● **EXERCISE DIRECTIONS**
Pull every line of the entries that has the word "Some".
── ENTRIES PROVIDED
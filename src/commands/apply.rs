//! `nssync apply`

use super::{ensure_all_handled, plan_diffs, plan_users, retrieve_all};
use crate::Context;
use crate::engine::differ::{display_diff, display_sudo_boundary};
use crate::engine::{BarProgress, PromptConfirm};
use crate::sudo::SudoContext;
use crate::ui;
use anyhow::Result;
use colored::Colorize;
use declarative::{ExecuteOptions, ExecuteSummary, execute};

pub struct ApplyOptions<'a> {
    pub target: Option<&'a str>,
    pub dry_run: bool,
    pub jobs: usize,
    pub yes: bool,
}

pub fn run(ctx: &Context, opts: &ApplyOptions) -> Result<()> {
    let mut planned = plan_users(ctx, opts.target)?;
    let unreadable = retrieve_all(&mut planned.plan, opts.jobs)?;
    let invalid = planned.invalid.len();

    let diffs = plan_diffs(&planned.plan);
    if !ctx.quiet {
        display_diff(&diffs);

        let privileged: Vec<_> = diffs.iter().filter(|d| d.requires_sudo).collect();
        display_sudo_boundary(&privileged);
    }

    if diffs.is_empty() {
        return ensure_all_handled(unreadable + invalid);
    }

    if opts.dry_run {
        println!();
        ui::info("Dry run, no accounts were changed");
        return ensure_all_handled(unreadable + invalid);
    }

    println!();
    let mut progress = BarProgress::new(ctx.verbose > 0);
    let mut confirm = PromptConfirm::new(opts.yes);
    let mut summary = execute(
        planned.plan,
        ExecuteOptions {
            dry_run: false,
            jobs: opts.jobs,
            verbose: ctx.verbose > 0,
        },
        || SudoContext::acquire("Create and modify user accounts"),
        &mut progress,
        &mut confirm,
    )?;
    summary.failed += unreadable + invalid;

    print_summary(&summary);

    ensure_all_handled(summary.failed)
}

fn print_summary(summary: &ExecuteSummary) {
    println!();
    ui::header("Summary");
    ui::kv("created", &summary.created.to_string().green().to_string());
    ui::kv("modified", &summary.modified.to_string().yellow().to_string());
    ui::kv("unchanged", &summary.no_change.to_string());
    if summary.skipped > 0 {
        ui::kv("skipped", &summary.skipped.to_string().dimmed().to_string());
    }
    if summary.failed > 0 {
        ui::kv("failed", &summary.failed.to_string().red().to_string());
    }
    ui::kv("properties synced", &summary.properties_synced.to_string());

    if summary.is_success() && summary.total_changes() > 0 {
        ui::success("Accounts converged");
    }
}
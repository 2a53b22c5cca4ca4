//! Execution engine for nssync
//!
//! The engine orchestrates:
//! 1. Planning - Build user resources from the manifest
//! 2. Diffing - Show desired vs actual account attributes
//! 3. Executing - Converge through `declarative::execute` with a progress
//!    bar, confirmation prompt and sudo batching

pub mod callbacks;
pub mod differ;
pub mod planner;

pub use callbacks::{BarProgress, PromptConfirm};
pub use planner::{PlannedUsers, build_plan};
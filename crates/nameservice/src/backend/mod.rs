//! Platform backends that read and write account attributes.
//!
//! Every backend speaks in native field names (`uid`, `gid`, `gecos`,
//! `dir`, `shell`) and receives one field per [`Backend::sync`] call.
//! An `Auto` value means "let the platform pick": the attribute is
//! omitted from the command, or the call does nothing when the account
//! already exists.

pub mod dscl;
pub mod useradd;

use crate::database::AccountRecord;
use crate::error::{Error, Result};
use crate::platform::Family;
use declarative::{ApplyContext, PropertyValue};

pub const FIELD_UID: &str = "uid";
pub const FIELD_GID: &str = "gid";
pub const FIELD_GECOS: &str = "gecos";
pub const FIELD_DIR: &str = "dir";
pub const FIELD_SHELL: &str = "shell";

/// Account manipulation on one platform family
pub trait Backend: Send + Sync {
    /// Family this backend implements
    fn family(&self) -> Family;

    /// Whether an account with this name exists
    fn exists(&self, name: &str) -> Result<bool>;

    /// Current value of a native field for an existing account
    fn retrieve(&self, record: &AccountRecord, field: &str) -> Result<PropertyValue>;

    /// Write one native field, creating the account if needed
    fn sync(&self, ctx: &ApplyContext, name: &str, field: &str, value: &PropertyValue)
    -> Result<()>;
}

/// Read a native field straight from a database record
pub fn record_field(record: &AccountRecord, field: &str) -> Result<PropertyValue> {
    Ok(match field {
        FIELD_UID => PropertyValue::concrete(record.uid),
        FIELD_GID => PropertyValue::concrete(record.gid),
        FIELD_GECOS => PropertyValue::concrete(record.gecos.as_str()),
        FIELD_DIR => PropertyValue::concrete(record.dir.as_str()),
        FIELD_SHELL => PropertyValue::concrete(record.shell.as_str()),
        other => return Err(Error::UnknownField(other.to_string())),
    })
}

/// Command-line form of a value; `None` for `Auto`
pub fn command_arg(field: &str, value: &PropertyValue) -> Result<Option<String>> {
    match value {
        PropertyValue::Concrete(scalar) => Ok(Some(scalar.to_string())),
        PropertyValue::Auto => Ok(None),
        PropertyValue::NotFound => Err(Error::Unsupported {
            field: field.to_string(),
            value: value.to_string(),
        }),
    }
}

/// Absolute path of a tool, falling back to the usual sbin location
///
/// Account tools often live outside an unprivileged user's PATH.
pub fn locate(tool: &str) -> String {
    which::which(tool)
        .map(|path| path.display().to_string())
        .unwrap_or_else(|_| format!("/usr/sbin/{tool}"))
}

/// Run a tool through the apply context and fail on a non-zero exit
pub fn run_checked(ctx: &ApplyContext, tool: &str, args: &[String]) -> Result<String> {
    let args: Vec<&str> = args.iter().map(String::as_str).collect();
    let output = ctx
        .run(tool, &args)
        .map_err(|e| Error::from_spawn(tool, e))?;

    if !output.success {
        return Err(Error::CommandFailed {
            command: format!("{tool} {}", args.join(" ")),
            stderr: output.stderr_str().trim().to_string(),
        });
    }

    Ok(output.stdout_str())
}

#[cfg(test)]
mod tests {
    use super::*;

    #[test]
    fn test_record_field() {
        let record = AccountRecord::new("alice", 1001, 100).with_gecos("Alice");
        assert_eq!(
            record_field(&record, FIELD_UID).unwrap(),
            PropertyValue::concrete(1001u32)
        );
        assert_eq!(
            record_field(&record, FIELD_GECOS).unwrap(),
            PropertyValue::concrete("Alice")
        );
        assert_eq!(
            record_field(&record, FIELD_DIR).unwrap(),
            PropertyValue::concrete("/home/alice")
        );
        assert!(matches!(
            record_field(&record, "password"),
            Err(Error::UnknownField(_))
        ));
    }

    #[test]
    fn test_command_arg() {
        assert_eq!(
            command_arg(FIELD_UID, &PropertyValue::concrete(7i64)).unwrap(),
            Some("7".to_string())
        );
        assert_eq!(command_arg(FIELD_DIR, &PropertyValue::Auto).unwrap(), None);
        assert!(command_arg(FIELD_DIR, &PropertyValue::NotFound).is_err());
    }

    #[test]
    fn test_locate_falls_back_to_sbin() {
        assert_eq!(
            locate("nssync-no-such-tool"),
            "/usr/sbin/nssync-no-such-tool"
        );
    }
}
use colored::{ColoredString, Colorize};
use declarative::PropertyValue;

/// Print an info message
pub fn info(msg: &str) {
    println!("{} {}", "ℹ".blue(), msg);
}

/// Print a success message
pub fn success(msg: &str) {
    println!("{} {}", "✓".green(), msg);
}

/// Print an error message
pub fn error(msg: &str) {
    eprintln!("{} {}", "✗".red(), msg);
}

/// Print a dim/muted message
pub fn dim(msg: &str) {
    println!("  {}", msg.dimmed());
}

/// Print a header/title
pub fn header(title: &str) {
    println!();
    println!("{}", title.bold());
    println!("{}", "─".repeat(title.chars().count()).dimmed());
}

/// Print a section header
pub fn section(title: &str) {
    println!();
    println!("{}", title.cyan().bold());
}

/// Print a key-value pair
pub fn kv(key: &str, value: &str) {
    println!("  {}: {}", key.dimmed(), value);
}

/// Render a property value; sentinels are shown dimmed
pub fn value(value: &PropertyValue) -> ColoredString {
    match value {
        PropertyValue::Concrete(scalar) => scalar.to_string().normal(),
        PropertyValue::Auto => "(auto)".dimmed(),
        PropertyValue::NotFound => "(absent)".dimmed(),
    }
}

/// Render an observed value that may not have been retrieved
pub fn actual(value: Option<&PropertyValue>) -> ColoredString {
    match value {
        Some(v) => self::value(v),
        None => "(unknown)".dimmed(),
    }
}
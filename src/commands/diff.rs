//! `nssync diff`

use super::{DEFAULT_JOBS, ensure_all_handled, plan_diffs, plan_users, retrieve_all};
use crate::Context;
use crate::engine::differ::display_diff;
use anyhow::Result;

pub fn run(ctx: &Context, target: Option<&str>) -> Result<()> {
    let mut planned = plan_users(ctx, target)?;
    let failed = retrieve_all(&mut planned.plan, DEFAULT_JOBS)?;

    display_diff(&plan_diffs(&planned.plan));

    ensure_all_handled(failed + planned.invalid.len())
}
────
● **PROBLEM SOLUTION**
        PropertyValue::Concrete(scalar) => Ok(Some(scalar.to_string())),
            Some("7".to_string())
        Some(v) => self::value(v),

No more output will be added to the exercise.